Ano 2020 – Em 2020. Sim, e em 2020? Errrrrrr, nada. Em 2020, nada de nada e zero de tudo. Mas como, é ano de Europeu, Copa América e Jogos Olímpicos? Com caracóis à mistura, que beleza. Pois, é verdade. Só que aparece o coronavírus. Primeiro na China, em dezembro. Depois em todo o mundo, a partir de janeiro. Acabou-se a papa doce, clausura total. Ou não. Numa primeira instância, ainda há organizações teimosas, como a UEFA, com tiques de inconsciência xxl ao ponto de propor novas datas para as suas competições. O COI é pior, bem pior, e insiste, durante quase um mês, na teoria de que tudo está bem para os Jogos Olímpicos de Tóquio, previstos para o fim de julho. Enfim, é a tragédia do absurdo. Quando o assunto da COVID-19 se torna uma tristíssima realidade à escala global, o COI recua por fim e adia os Jogos Olímpicos para 2021. Como a UEFA em relação ao Europeu (em 12 países) e a CONMEBOL à Copa América (em dois, Argentina e Colômbia). Este inevitável ajustamento do calendário futebolístico é transportado para todos os outros desportos. E apanha por tabela alguns atletas de eleição, como Tom Brady (futebol americano), Stephen Curry (basquetebol) e Michael Phelps (natação), com atrasos nos pagamentos dos royalties por parte da marca Under Armour.

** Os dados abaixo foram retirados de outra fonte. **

//! # IdentityRemoval (§4.3.2)
//!
//! Remove any `identity` step that is neither labeled nor the sole step in
//! its pipeline.

use crate::engine::EngineTag;
use crate::error::OptimizerResult;
use crate::helper;
use crate::pipeline::Pipeline;
use crate::step::StepKind;
use crate::strategy::Strategy;
use crate::trace::OptimizationStats;

pub struct IdentityRemoval;

impl Strategy for IdentityRemoval {
    fn id(&self) -> &'static str {
        "IdentityRemoval"
    }

    fn before(&self) -> &'static [&'static str] {
        &["RangeMerge"]
    }

    fn apply(
        &self,
        pipeline: &mut Pipeline,
        _engine: EngineTag,
        stats: &mut OptimizationStats,
    ) -> OptimizerResult<bool> {
        if pipeline.len() <= 1 {
            return Ok(false);
        }

        let removable: Vec<_> = pipeline
            .steps()
            .iter()
            .filter(|s| matches!(s.kind(), StepKind::Identity) && !s.is_labeled())
            .map(|s| s.id())
            .collect();

        for id in &removable {
            helper::remove(pipeline, *id)?;
        }

        if !removable.is_empty() {
            stats.record_removed(removable.len());
        }
        Ok(!removable.is_empty())
    }
}
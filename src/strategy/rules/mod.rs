//! # Built-in rule catalog (§5)
//!
//! The closed set of strategies [`crate::strategy::StrategyRegistry::init`]
//! assembles. Ordering edges are declared on each strategy individually
//! (§4.2); this module only lists them.

mod filter_reordering;
mod identity_removal;
mod profile_injection;
mod range_by_is_count;
mod range_merge;
mod vertices_by_id_folding;

pub use filter_reordering::FilterReordering;
pub use identity_removal::IdentityRemoval;
pub use profile_injection::ProfileInjection;
pub use range_by_is_count::RangeByIsCount;
pub use range_merge::RangeMerge;
pub use vertices_by_id_folding::VerticesByIdFolding;

use std::sync::Arc;

use crate::strategy::Strategy;

/// The six built-in strategies, in no particular order — `apply()` derives
/// the actual application order from their declared `before`/`after` edges.
pub fn built_in_strategies() -> Vec<Arc<dyn Strategy>> {
    vec![
        Arc::new(IdentityRemoval),
        Arc::new(RangeByIsCount),
        Arc::new(RangeMerge),
        Arc::new(FilterReordering),
        Arc::new(VerticesByIdFolding),
        Arc::new(ProfileInjection),
    ]
}

#[cfg(test)]
mod tests {
    use super::*;
    use crate::strategy::StrategyRegistry;

    #[test]
    fn registry_resolves_all_built_ins() {
        let registry = StrategyRegistry::init();
        let ids = [
            "IdentityRemoval",
            "RangeByIsCount",
            "RangeMerge",
            "FilterReordering",
            "VerticesByIdFolding",
            "ProfileInjection",
        ];
        for id in ids {
            assert!(registry.get(id).is_some(), "missing strategy {id}");
        }
        assert_eq!(registry.all().len(), 6);
    }
}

Porque a paragem brusca e sem fim à vista promove buracos gigantes na economia, até de empresas estáveis. Da crise desportiva à financeira é um passo. Por conta da pandemia, há fabricantes de material desportivo a pedir às estrelas patrocinadas uma revisão dos seus contratos ou, então, o pagamento do seu cachet em ações em vez de dinheiro.
Por tudo isto, o ano bissexto 2020 também é um fenómeno. Para o mal. Que regresse o bem em 2021.